**Exercise aim**
Read through the listing below and return only the lines containing "struct".

Content starts

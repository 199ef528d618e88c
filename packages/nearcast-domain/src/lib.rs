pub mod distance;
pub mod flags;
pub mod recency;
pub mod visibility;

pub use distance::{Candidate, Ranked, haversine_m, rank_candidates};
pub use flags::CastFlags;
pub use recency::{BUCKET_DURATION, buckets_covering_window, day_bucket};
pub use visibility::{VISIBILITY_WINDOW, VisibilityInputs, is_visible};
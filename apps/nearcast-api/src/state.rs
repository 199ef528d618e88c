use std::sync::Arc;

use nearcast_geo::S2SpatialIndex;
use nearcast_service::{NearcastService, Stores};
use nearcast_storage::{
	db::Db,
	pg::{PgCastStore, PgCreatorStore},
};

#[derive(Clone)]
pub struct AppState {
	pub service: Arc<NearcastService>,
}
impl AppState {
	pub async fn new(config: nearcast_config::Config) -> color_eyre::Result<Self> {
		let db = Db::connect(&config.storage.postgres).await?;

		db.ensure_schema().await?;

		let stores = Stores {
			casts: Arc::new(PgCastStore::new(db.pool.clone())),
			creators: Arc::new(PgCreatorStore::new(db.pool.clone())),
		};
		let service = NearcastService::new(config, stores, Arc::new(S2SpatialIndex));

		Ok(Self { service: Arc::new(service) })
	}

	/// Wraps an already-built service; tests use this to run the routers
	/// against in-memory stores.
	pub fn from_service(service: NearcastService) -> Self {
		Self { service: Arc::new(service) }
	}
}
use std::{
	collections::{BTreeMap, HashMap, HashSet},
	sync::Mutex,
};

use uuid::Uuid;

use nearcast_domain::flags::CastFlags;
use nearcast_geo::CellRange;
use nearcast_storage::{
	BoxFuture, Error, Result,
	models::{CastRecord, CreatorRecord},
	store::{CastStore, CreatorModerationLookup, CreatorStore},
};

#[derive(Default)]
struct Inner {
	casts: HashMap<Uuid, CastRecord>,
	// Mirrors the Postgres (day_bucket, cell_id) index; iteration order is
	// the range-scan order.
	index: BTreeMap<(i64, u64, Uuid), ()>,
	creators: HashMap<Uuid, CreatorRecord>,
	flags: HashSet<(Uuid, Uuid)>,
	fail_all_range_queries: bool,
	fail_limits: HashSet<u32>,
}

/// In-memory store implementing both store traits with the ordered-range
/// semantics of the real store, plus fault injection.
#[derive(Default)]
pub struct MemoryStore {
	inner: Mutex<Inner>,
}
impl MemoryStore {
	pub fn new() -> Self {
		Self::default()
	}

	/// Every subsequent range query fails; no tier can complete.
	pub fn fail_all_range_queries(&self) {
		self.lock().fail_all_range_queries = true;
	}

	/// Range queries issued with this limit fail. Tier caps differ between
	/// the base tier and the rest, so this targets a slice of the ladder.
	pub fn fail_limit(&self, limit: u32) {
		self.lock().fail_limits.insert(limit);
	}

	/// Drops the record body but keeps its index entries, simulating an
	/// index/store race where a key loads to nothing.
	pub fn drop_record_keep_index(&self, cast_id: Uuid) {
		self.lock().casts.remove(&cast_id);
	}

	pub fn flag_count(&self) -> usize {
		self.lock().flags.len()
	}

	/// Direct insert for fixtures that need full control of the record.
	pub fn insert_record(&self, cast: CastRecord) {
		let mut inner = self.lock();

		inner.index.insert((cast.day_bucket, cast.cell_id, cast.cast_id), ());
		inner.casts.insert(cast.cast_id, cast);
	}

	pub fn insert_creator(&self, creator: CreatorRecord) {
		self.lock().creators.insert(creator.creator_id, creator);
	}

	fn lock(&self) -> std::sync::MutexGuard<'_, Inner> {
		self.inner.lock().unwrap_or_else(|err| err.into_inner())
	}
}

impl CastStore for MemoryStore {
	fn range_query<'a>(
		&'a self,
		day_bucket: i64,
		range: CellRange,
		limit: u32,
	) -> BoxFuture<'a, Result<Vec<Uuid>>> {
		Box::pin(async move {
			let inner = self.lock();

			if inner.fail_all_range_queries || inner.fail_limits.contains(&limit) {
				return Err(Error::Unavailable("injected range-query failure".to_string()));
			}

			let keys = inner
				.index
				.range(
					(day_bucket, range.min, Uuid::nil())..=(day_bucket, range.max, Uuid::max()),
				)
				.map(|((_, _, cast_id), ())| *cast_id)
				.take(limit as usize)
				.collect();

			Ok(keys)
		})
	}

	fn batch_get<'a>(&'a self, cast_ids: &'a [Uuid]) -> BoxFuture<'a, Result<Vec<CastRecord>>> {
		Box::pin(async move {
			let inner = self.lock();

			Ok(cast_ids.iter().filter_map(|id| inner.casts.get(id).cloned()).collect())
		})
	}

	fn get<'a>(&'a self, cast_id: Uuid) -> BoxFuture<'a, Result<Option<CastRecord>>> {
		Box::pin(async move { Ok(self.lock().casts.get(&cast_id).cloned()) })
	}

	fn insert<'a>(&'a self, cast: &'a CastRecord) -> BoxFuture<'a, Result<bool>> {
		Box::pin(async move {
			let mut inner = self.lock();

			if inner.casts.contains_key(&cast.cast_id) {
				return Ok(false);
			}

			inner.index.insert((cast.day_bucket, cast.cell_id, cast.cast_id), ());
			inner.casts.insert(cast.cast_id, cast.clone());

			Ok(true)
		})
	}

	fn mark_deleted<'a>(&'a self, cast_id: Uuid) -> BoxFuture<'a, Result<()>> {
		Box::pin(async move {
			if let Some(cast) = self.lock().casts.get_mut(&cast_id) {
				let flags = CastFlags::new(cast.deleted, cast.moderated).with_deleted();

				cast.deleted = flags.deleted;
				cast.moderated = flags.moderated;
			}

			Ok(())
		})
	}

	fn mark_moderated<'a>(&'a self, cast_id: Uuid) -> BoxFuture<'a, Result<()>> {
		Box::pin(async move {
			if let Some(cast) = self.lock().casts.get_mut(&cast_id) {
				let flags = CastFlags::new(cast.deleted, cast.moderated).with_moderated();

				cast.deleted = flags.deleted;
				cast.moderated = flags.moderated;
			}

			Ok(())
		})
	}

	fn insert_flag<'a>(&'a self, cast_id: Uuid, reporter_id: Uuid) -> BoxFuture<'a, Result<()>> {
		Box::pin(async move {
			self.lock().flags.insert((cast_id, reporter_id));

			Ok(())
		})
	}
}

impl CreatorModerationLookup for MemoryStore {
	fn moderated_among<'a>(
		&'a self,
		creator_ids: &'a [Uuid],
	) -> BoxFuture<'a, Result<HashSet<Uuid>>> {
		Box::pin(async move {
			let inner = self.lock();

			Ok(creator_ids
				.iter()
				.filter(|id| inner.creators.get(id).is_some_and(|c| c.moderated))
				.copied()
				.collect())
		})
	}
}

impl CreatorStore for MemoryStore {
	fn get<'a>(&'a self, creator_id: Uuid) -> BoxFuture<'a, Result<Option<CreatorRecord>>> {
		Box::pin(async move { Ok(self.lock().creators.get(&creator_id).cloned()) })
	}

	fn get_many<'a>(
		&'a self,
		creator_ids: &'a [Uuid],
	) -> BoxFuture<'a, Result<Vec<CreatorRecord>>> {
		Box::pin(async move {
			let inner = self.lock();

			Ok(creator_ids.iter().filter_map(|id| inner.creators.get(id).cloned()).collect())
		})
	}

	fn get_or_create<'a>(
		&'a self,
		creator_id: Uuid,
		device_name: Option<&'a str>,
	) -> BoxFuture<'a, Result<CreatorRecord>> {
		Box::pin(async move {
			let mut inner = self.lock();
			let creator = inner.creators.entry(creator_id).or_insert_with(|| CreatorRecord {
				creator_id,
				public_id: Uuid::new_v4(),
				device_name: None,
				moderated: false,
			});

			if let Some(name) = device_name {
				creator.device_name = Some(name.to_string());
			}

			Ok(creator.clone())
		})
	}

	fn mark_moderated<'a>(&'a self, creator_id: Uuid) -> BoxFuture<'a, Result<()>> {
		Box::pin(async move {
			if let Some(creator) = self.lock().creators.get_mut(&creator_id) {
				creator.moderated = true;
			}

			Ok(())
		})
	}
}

Content ends

**Result for this task**
pub struct AppState {
struct Inner {
pub struct MemoryStore {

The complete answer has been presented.